Do we notice a sea-change in Tory attitudes to drugs? At David Cameron's fringe meeting with The Observer's Andrew Rawnsley, the young pretender was asked whether he had taken drugs at university. The answer: "I'm human enough to have done all of these things, but I'm too much of a politician to tell you what they were," That was hardly an iron-clad denial. Pressed further, Cameron said: "Look, I had a normal university experience." The audience, firmly behind Cameron, applauded.

QUOTES OF THE WEEK

"They say this leadership is about choosing a prime minister-in-waiting. Well, boy, have you kept me waiting." Ken Clarke raises the roof.

"I don't know which is worse, the Blunkett leg-over or the Blair legacy." Gyles Brandreth gets personal.

"It's not just about having a young, vigorous, energetic leader, although come to think of it, it's not such a bad idea." David Cameron blows his leadership trumpet.

GOOD WEEK

It has been a bumper week for The Seafood Restaurant on Blackpool's Bond Street.
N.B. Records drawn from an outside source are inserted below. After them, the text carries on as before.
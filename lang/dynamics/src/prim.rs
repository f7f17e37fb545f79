//! The primitive-operator evaluator: one rule per operator, mapping operand
//! values and arm continuations to the next machine state.

use crate::{
    err::{EvalError, Result},
    store::Location,
    syntax::*,
};
use std::rc::Rc;

impl Runtime {
    /// Dispatch a primitive over denotable operands. Single-result operators
    /// take one continuation `c`; branching operators take the pair `[t, f]`
    /// and call the chosen arm with no values.
    pub(crate) fn prim(&mut self, op: PrimOp, args: Vec<SemValue>, konts: Vec<Kont>) -> Result<Step> {
        use PrimOp as P;
        use SemValue as V;
        match (op, args.as_slice(), konts.as_slice()) {
            /* integer arithmetic, gated against the host window */
            | (P::Add, [V::Int(i), V::Int(j)], [c]) => self.overflow(*i as i128 + *j as i128, c),
            | (P::Sub, [V::Int(i), V::Int(j)], [c]) => self.overflow(*i as i128 - *j as i128, c),
            | (P::Mul, [V::Int(i), V::Int(j)], [c]) => self.overflow(*i as i128 * *j as i128, c),
            | (P::Div, [V::Int(_), V::Int(0)], _) => self.raise(Exn::DivZero),
            | (P::Div, [V::Int(i), V::Int(j)], [c]) => self.overflow(*i as i128 / *j as i128, c),
            | (P::Neg, [V::Int(i)], [c]) => self.overflow(-(*i as i128), c),

            /* integer comparison */
            | (P::Lt, [V::Int(i), V::Int(j)], [t, f]) => branch(i < j, t, f),
            | (P::Le, [V::Int(i), V::Int(j)], [t, f]) => branch(i <= j, t, f),
            | (P::Gt, [V::Int(i), V::Int(j)], [t, f]) => branch(i > j, t, f),
            | (P::Ge, [V::Int(i), V::Int(j)], [t, f]) => branch(i >= j, t, f),
            | (P::IEq, [a, b], [t, f]) => branch(self.sem_eq(a, b)?, t, f),
            | (P::INe, [a, b], [t, f]) => branch(!self.sem_eq(a, b)?, t, f),
            | (P::RangeChk, [V::Int(i), V::Int(j)], [t, f]) => {
                // unsigned i < unsigned j, phrased over signed words
                let hit = if *j < 0 {
                    if *i < 0 {
                        i < j
                    } else {
                        true
                    }
                } else if *i < 0 {
                    false
                } else {
                    i < j
                };
                branch(hit, t, f)
            }

            /* representation test */
            | (P::Boxed, [V::Int(_)], [_t, f]) => f.apply(vec![]),
            | (P::Boxed, [_], [t, _f]) => t.apply(vec![]),

            /* dereference and subscript */
            | (P::Deref, [a], [c]) => {
                self.prim(P::Subscript, vec![a.clone(), V::Int(0)], vec![c.clone()])
            }
            | (P::Subscript, [V::Record(rec), V::Int(j)], [c]) => {
                c.apply(vec![rec.get(*j)?.clone()])
            }
            | (P::Subscript, [V::Array(Arr(cells)), V::Int(n)], [c]) => {
                let l = cell(cells, *n)?;
                c.apply(vec![self.store.fetch(l)?.clone()])
            }
            | (P::Subscript, [V::UnboxedArray(UnboxedArr(cells)), V::Int(n)], [c]) => {
                let l = cell(cells, *n)?;
                c.apply(vec![V::Int(self.store.fetchi(l)?)])
            }
            | (P::OrdOf, [V::String(s), V::Int(i)], [c]) => {
                let b = usize::try_from(*i)
                    .ok()
                    .and_then(|i| s.as_bytes().get(i))
                    .ok_or(EvalError::BadSubscript(*i))?;
                c.apply(vec![V::Int(*b as i64)])
            }
            | (P::OrdOf, [V::ByteArray(ByteArr(cells)), V::Int(i)], [c]) => {
                let l = cell(cells, *i)?;
                c.apply(vec![V::Int(self.store.fetchi(l)?)])
            }

            /* assignment and update */
            | (P::Assign, [a, v], [c]) => {
                self.prim(P::Update, vec![a.clone(), V::Int(0), v.clone()], vec![c.clone()])
            }
            | (P::UnboxedAssign, [a, v], [c]) => {
                self.prim(P::UnboxedUpdate, vec![a.clone(), V::Int(0), v.clone()], vec![c.clone()])
            }
            | (P::Update, [V::Array(Arr(cells)), V::Int(n), v], [c]) => {
                let l = cell(cells, *n)?;
                self.store = self.store.upd(l, v.clone());
                c.apply(vec![])
            }
            | (P::Update, [V::UnboxedArray(UnboxedArr(cells)), V::Int(n), V::Int(v)], [c]) => {
                let l = cell(cells, *n)?;
                self.store = self.store.updi(l, *v);
                c.apply(vec![])
            }
            | (P::UnboxedUpdate, [V::Array(Arr(cells)), V::Int(n), V::Int(v)], [c]) => {
                let l = cell(cells, *n)?;
                self.store = self.store.upd(l, V::Int(*v));
                c.apply(vec![])
            }
            | (P::UnboxedUpdate, [V::UnboxedArray(UnboxedArr(cells)), V::Int(n), V::Int(v)], [c]) => {
                let l = cell(cells, *n)?;
                self.store = self.store.updi(l, *v);
                c.apply(vec![])
            }
            | (P::Store, [V::ByteArray(ByteArr(cells)), V::Int(i), V::Int(v)], [c]) => {
                if *v < 0 || *v >= 256 {
                    return Err(EvalError::ByteRange(*v));
                }
                let l = cell(cells, *i)?;
                self.store = self.store.updi(l, *v);
                c.apply(vec![])
            }

            /* allocation */
            | (P::MakeRef, [v], [c]) => {
                let (l, store) = self.store.alloc();
                self.store = store.upd(l, v.clone());
                c.apply(vec![V::Array(Arr(Rc::new(vec![l])))])
            }
            | (P::MakeRefUnboxed, [V::Int(v)], [c]) => {
                let (l, store) = self.store.alloc();
                self.store = store.updi(l, *v);
                c.apply(vec![V::UnboxedArray(UnboxedArr(Rc::new(vec![l])))])
            }

            /* lengths */
            | (P::ALength, [V::Array(Arr(cells))], [c])
            | (P::ALength, [V::UnboxedArray(UnboxedArr(cells))], [c]) => {
                c.apply(vec![V::Int(cells.len() as i64)])
            }
            | (P::SLength, [V::ByteArray(ByteArr(cells))], [c]) => {
                c.apply(vec![V::Int(cells.len() as i64)])
            }
            | (P::SLength, [V::String(s)], [c]) => c.apply(vec![V::Int(s.len() as i64)]),

            /* exception handler */
            | (P::GetHdlr, [], [c]) => {
                let h = self.store.fetch(self.store.hdlr())?.clone();
                c.apply(vec![h])
            }
            | (P::SetHdlr, [h], [c]) => {
                self.store = self.store.upd(self.store.hdlr(), h.clone());
                c.apply(vec![])
            }

            /* real arithmetic, gated like the integers */
            | (P::FAdd, [V::Real(a), V::Real(b)], [c]) => self.overflowr(a + b, c),
            | (P::FSub, [V::Real(a), V::Real(b)], [c]) => self.overflowr(a - b, c),
            | (P::FMul, [V::Real(a), V::Real(b)], [c]) => self.overflowr(a * b, c),
            | (P::FDiv, [V::Real(_), V::Real(b)], _) if *b == 0.0 => self.raise(Exn::DivZero),
            | (P::FDiv, [V::Real(a), V::Real(b)], [c]) => self.overflowr(a / b, c),

            /* real comparison; equality consults the oracle */
            | (P::FEq, [V::Real(a), V::Real(b)], [t, f]) => {
                branch(self.oracle.arbitrarily(a == b, false), t, f)
            }
            | (P::FNe, [V::Real(a), V::Real(b)], [t, f]) => {
                branch(!self.oracle.arbitrarily(a == b, false), t, f)
            }
            | (P::FLt, [V::Real(a), V::Real(b)], [t, f]) => branch(a < b, t, f),
            | (P::FLe, [V::Real(a), V::Real(b)], [t, f]) => branch(a <= b, t, f),
            | (P::FGt, [V::Real(a), V::Real(b)], [t, f]) => branch(a > b, t, f),
            | (P::FGe, [V::Real(a), V::Real(b)], [t, f]) => branch(a >= b, t, f),

            /* word operations; no overflow gating */
            | (P::RShift, [V::Int(i), V::Int(j)], [c]) => c.apply(vec![V::Int(i >> shift(*j)?)]),
            | (P::LShift, [V::Int(i), V::Int(j)], [c]) => c.apply(vec![V::Int(i << shift(*j)?)]),
            | (P::OrB, [V::Int(i), V::Int(j)], [c]) => c.apply(vec![V::Int(i | j)]),
            | (P::AndB, [V::Int(i), V::Int(j)], [c]) => c.apply(vec![V::Int(i & j)]),
            | (P::XorB, [V::Int(i), V::Int(j)], [c]) => c.apply(vec![V::Int(i ^ j)]),
            | (P::NotB, [V::Int(i)], [c]) => c.apply(vec![V::Int(!i)]),

            | (op, _, _) => Err(EvalError::PrimType(op)),
        }
    }

    /// Gate an exact integer result against the host window; out-of-window
    /// results go to the handler instead of the continuation.
    fn overflow(&mut self, n: i128, c: &Kont) -> Result<Step> {
        if n < self.host.minint as i128 || n > self.host.maxint as i128 {
            self.raise(Exn::Overflow)
        } else {
            c.apply(vec![SemValue::Int(n as i64)])
        }
    }

    /// Gate a real result; non-finite counts as out of the window.
    fn overflowr(&mut self, r: f64, c: &Kont) -> Result<Step> {
        if !r.is_finite() || r < self.host.minreal || r > self.host.maxreal {
            self.raise(Exn::Overflow)
        } else {
            c.apply(vec![SemValue::Real(r)])
        }
    }

    /// Deliver an exception to the installed handler with the current store.
    pub fn raise(&mut self, exn: Exn) -> Result<Step> {
        let SemValue::Fun(hdlr) = self.store.fetch(self.store.hdlr())?.clone() else {
            return Err(EvalError::BadHandler);
        };
        Ok(Step::Call(hdlr, vec![SemValue::Exn(exn)]))
    }

    /// Equality over denotable values. Identity-dependent cases go through
    /// the oracle; function equality is undefined.
    pub fn sem_eq(&self, lhs: &SemValue, rhs: &SemValue) -> Result<bool> {
        use SemValue as V;
        match (lhs, rhs) {
            | (V::Int(a), V::Int(b)) => Ok(a == b),
            | (V::Real(a), V::Real(b)) => Ok(self.oracle.arbitrarily(a == b, false)),
            | (V::String(a), V::String(b)) => Ok(self.oracle.arbitrarily(a == b, false)),
            | (V::ByteArray(ByteArr(a)), V::ByteArray(ByteArr(b)))
            | (V::Array(Arr(a)), V::Array(Arr(b)))
            | (V::UnboxedArray(UnboxedArr(a)), V::UnboxedArray(UnboxedArr(b))) => {
                if a.is_empty() && b.is_empty() {
                    Ok(true)
                } else {
                    Ok(self.oracle.arbitrarily(a == b, false))
                }
            }
            | (V::Record(a), V::Record(b)) => {
                let mut eq = a.off == b.off && a.elems.len() == b.elems.len();
                if eq {
                    for (x, y) in a.elems.iter().zip(b.elems.iter()) {
                        eq = self.sem_eq(x, y)?;
                        if !eq {
                            break;
                        }
                    }
                }
                Ok(self.oracle.arbitrarily(eq, false))
            }
            | (V::Exn(a), V::Exn(b)) => Ok(a == b),
            | (V::Fun(_), V::Fun(_)) => Err(EvalError::FunEq),
            | (_, _) => Ok(false),
        }
    }
}

/// Pick a branch continuation; both are called with no values.
fn branch(hit: bool, t: &Kont, f: &Kont) -> Result<Step> {
    if hit {
        t.apply(vec![])
    } else {
        f.apply(vec![])
    }
}

/// The cell behind index `n` of an array.
fn cell(cells: &Rc<Vec<Location>>, n: i64) -> Result<Location> {
    usize::try_from(n)
        .ok()
        .and_then(|n| cells.get(n).copied())
        .ok_or(EvalError::BadSubscript(n))
}

/// Word shifts only make sense by less than the word size.
fn shift(j: i64) -> Result<u32> {
    if (0..64).contains(&j) {
        Ok(j as u32)
    } else {
        Err(EvalError::ShiftRange(j))
    }
}
use crate::syntax::SemValue;
use derive_more::{Deref, DerefMut, From, Into};
use juba_syntax::VarName;
use std::ops::{Add, AddAssign};

/// Bindings of variables to denotable values. Extension produces a new
/// environment; the persistent map keeps it cheap.
#[derive(Clone, Debug, From, Into, Deref, DerefMut)]
pub struct Env(im::HashMap<VarName, SemValue>);

impl Env {
    pub fn new() -> Self {
        Self(im::HashMap::new())
    }
}
impl Default for Env {
    fn default() -> Self {
        Self::new()
    }
}

impl<Iter> Add<Iter> for Env
where
    Iter: IntoIterator<Item = (VarName, SemValue)>,
{
    type Output = Self;
    fn add(self, iter: Iter) -> Self {
        let Env(mut defs) = self;
        for (x, v) in iter {
            defs.insert(x, v);
        }
        Self(defs)
    }
}
impl<Iter> AddAssign<Iter> for Env
where
    Iter: IntoIterator<Item = (VarName, SemValue)>,
{
    fn add_assign(&mut self, iter: Iter) {
        for (x, v) in iter {
            self.0.insert(x, v);
        }
    }
}

impl FromIterator<(VarName, SemValue)> for Env {
    fn from_iter<I: IntoIterator<Item = (VarName, SemValue)>>(iter: I) -> Self {
        Self(iter.into_iter().collect())
    }
}

#[cfg(test)]
mod tests {
    use super::*;

    fn x() -> VarName {
        VarName::from("x")
    }

    #[test]
    fn later_bindings_shadow() {
        let env = Env::new() + [(x(), SemValue::Int(1))] + [(x(), SemValue::Int(2))];
        assert!(matches!(env.get(&x()), Some(SemValue::Int(2))));
    }

    #[test]
    fn other_bindings_survive_extension() {
        let y = VarName::from("y");
        let env = Env::new() + [(x(), SemValue::Int(1))];
        let extended = env.clone() + [(y.clone(), SemValue::Int(2))];
        assert!(matches!(extended.get(&x()), Some(SemValue::Int(1))));
        assert!(matches!(extended.get(&y), Some(SemValue::Int(2))));
        // the parent is untouched
        assert!(env.get(&y).is_none());
    }
}
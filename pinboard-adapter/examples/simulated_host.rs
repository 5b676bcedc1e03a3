use pinboard::{ContainerRect, Key, PageStatus, PinboardOptions, Vec2, WheelInput};
use pinboard_adapter::{Pinboard, ScrollContainer, TileSource};

struct Element {
    offset: Vec2,
}

impl ScrollContainer for Element {
    fn rect(&self) -> Option<ContainerRect> {
        Some(ContainerRect::new(0.0, 0.0, 1280.0, 720.0))
    }

    fn scroll_offset(&self) -> Vec2 {
        self.offset
    }

    fn set_scroll_offset(&mut self, offset: Vec2) {
        self.offset = offset;
    }
}

struct Pages {
    loaded: usize,
}

impl TileSource for Pages {
    fn len(&self) -> usize {
        self.loaded
    }

    fn status(&self) -> PageStatus {
        PageStatus {
            has_more: self.loaded < 200,
            is_loading: false,
        }
    }

    fn request_more(&mut self) {
        // A real data layer would fetch asynchronously.
        self.loaded += 40;
    }
}

fn main() {
    // Example: a host frame loop driving the pinboard without any UI objects.
    //
    // A real adapter would:
    // - forward wheel/touch/pointer/key events
    // - schedule an animation frame while `needs_frame()` is true
    // - arm a timer for `next_timer_ms()`
    // - render `for_each_placement` inside a plane of `plane()` size
    let mut board = Pinboard::new(PinboardOptions::default());
    let mut pages = Pages { loaded: 40 };
    let mut now_ms = 0u64;
    board.mount(Element { offset: Vec2::ZERO }, now_ms);

    for step in 0..400 {
        if step % 10 == 0 {
            board.on_wheel(WheelInput::pixels(0.0, 400.0));
        }
        if step == 200 {
            board.on_key(Key::End);
        }
        if board.next_timer_ms().is_some_and(|t| t <= now_ms) {
            board.on_timer(now_ms);
        }
        now_ms += 16;
        if board.needs_frame() {
            let loaded = pages.loaded;
            let report = board.on_animation_frame(now_ms, &mut pages);
            if pages.loaded != loaded {
                // The page arrived; let the board re-layout even if the user stops scrolling.
                board.on_source_changed();
            }
            if report.recentered || report.requested_more || report.columns_changed {
                println!("t={now_ms} {report:?} virtual={:?}", board.virtual_position());
            }
        }
    }

    let mut count = 0;
    board.for_each_placement(|_| count += 1);
    println!("done: {:?} tiles_loaded={} placements={count}", board.snapshot(), pages.loaded);
}
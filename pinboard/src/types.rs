use core::ops::{Add, AddAssign, Mul, Neg, Sub, SubAssign};

/// A 2D point or displacement in CSS pixels.
///
/// Used for native scroll offsets, the virtual origin, the easing target and pointer
/// positions alike; the meaning comes from where the value is stored.
#[derive(Clone, Copy, Debug, Default, PartialEq)]
#[cfg_attr(feature = "serde", derive(serde::Serialize, serde::Deserialize))]
pub struct Vec2 {
    pub x: f64,
    pub y: f64,
}

impl Vec2 {
    pub const ZERO: Self = Self { x: 0.0, y: 0.0 };

    pub const fn new(x: f64, y: f64) -> Self {
        Self { x, y }
    }

    pub fn is_finite(&self) -> bool {
        self.x.is_finite() && self.y.is_finite()
    }

    pub fn axis(&self, axis: Axis) -> f64 {
        match axis {
            Axis::X => self.x,
            Axis::Y => self.y,
        }
    }

    pub fn axis_mut(&mut self, axis: Axis) -> &mut f64 {
        match axis {
            Axis::X => &mut self.x,
            Axis::Y => &mut self.y,
        }
    }
}

impl Add for Vec2 {
    type Output = Self;

    fn add(self, rhs: Self) -> Self {
        Self::new(self.x + rhs.x, self.y + rhs.y)
    }
}

impl AddAssign for Vec2 {
    fn add_assign(&mut self, rhs: Self) {
        self.x += rhs.x;
        self.y += rhs.y;
    }
}

impl Sub for Vec2 {
    type Output = Self;

    fn sub(self, rhs: Self) -> Self {
        Self::new(self.x - rhs.x, self.y - rhs.y)
    }
}

impl SubAssign for Vec2 {
    fn sub_assign(&mut self, rhs: Self) {
        self.x -= rhs.x;
        self.y -= rhs.y;
    }
}

impl Mul<f64> for Vec2 {
    type Output = Self;

    fn mul(self, rhs: f64) -> Self {
        Self::new(self.x * rhs, self.y * rhs)
    }
}

impl Neg for Vec2 {
    type Output = Self;

    fn neg(self) -> Self {
        Self::new(-self.x, -self.y)
    }
}

#[derive(Clone, Copy, Debug, PartialEq, Eq, Hash)]
#[cfg_attr(feature = "serde", derive(serde::Serialize, serde::Deserialize))]
pub enum Axis {
    X,
    Y,
}

impl Axis {
    pub const BOTH: [Axis; 2] = [Axis::X, Axis::Y];
}

/// Pixel dimensions of the scroll container's visible area.
#[derive(Clone, Copy, Debug, PartialEq)]
#[cfg_attr(feature = "serde", derive(serde::Serialize, serde::Deserialize))]
pub struct Viewport {
    pub width: f64,
    pub height: f64,
}

impl Viewport {
    /// Used until the container has been measured.
    pub const FALLBACK: Self = Self {
        width: 1200.0,
        height: 800.0,
    };

    pub const fn new(width: f64, height: f64) -> Self {
        Self { width, height }
    }

    /// `true` when both dimensions are finite and strictly positive.
    pub fn is_measurable(&self) -> bool {
        self.width.is_finite() && self.height.is_finite() && self.width > 0.0 && self.height > 0.0
    }
}

impl Default for Viewport {
    fn default() -> Self {
        Self::FALLBACK
    }
}

/// The scroll container's bounding rect in client coordinates.
#[derive(Clone, Copy, Debug, PartialEq)]
#[cfg_attr(feature = "serde", derive(serde::Serialize, serde::Deserialize))]
pub struct ContainerRect {
    pub x: f64,
    pub y: f64,
    pub width: f64,
    pub height: f64,
}

impl ContainerRect {
    pub const fn new(x: f64, y: f64, width: f64, height: f64) -> Self {
        Self {
            x,
            y,
            width,
            height,
        }
    }

    pub const fn from_viewport(viewport: Viewport) -> Self {
        Self::new(0.0, 0.0, viewport.width, viewport.height)
    }

    pub fn viewport(&self) -> Viewport {
        Viewport::new(self.width, self.height)
    }

    pub fn center_y(&self) -> f64 {
        self.y + self.height / 2.0
    }

    pub fn is_measurable(&self) -> bool {
        self.x.is_finite() && self.y.is_finite() && self.viewport().is_measurable()
    }
}

impl Default for ContainerRect {
    fn default() -> Self {
        Self::from_viewport(Viewport::FALLBACK)
    }
}

/// Unit of a wheel event's deltas.
#[derive(Clone, Copy, Debug, Default, PartialEq, Eq)]
#[cfg_attr(feature = "serde", derive(serde::Serialize, serde::Deserialize))]
pub enum DeltaMode {
    #[default]
    Pixel,
    Line,
    Page,
}

#[derive(Clone, Copy, Debug, Default, PartialEq)]
#[cfg_attr(feature = "serde", derive(serde::Serialize, serde::Deserialize))]
pub struct WheelInput {
    pub delta: Vec2,
    pub mode: DeltaMode,
    /// Held modifier that hands the wheel back to the host (pinch-zoom).
    pub ctrl_key: bool,
}

impl WheelInput {
    pub const fn pixels(dx: f64, dy: f64) -> Self {
        Self {
            delta: Vec2::new(dx, dy),
            mode: DeltaMode::Pixel,
            ctrl_key: false,
        }
    }
}

#[derive(Clone, Copy, Debug, Default, PartialEq, Eq)]
#[cfg_attr(feature = "serde", derive(serde::Serialize, serde::Deserialize))]
pub enum PointerKind {
    #[default]
    Mouse,
    Touch,
    Pen,
}

#[derive(Clone, Copy, Debug, Default, PartialEq)]
#[cfg_attr(feature = "serde", derive(serde::Serialize, serde::Deserialize))]
pub struct PointerInput {
    /// Client coordinates.
    pub position: Vec2,
    /// `0` is the primary button.
    pub button: i16,
    pub kind: PointerKind,
}

impl PointerInput {
    pub const fn primary_mouse(x: f64, y: f64) -> Self {
        Self {
            position: Vec2::new(x, y),
            button: 0,
            kind: PointerKind::Mouse,
        }
    }
}

#[derive(Clone, Copy, Debug, PartialEq, Eq, Hash)]
#[cfg_attr(feature = "serde", derive(serde::Serialize, serde::Deserialize))]
pub enum Key {
    ArrowUp,
    ArrowDown,
    ArrowLeft,
    ArrowRight,
    PageUp,
    PageDown,
    Home,
    End,
    Other,
}

/// Data-layer flags consumed by the pagination trigger.
#[derive(Clone, Copy, Debug, Default, PartialEq, Eq)]
#[cfg_attr(feature = "serde", derive(serde::Serialize, serde::Deserialize))]
pub struct PageStatus {
    pub has_more: bool,
    pub is_loading: bool,
}

/// Outcome of a silent recenter.
#[derive(Clone, Copy, Debug, PartialEq)]
#[cfg_attr(feature = "serde", derive(serde::Serialize, serde::Deserialize))]
pub struct Recenter {
    /// Amount added to the origin (zero on axes that did not trip the guard).
    pub delta: Vec2,
    /// The native scroll offset the host must apply.
    pub scroll_to: Vec2,
    pub x: bool,
    pub y: bool,
}

impl Recenter {
    pub fn tripped(&self, axis: Axis) -> bool {
        match axis {
            Axis::X => self.x,
            Axis::Y => self.y,
        }
    }
}

/// One tile instance the renderer must draw.
///
/// `(column, repetition, tile_index)` uniquely identifies an instance within a frame.
#[derive(Clone, Copy, Debug, PartialEq)]
#[cfg_attr(feature = "serde", derive(serde::Serialize, serde::Deserialize))]
pub struct TilePlacement {
    /// Index into the tile list.
    pub tile_index: usize,
    /// Unbounded column index in the virtual plane.
    pub column: i64,
    /// The bucket the column repeats (`column rem_euclid layout_columns`).
    pub base_column: usize,
    pub repetition: i64,
    /// Position inside the native plane (already corrected by the origin).
    pub x: f64,
    pub y: f64,
    pub width: f64,
    pub height: f64,
}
Deluged by hacks from every newspaper, as well as prominent MPs such as George Osborne, this institution has sold 120 Dover sole, 60 lobsters and 100 sea bass. Stocks in the Irish Sea are said to be holding up for now.

BAD WEEK

The Imperial Hotel Security Screens. Boozed-up delegates started a competition on Wednesday night to see who could pass through the hotel's stringent security measures in the most outrageous disguise. Blond wigs and Seventies-style shirts sailed through, but the outright winner was the delegate who slipped through with a Zapata-esque fake 'tache.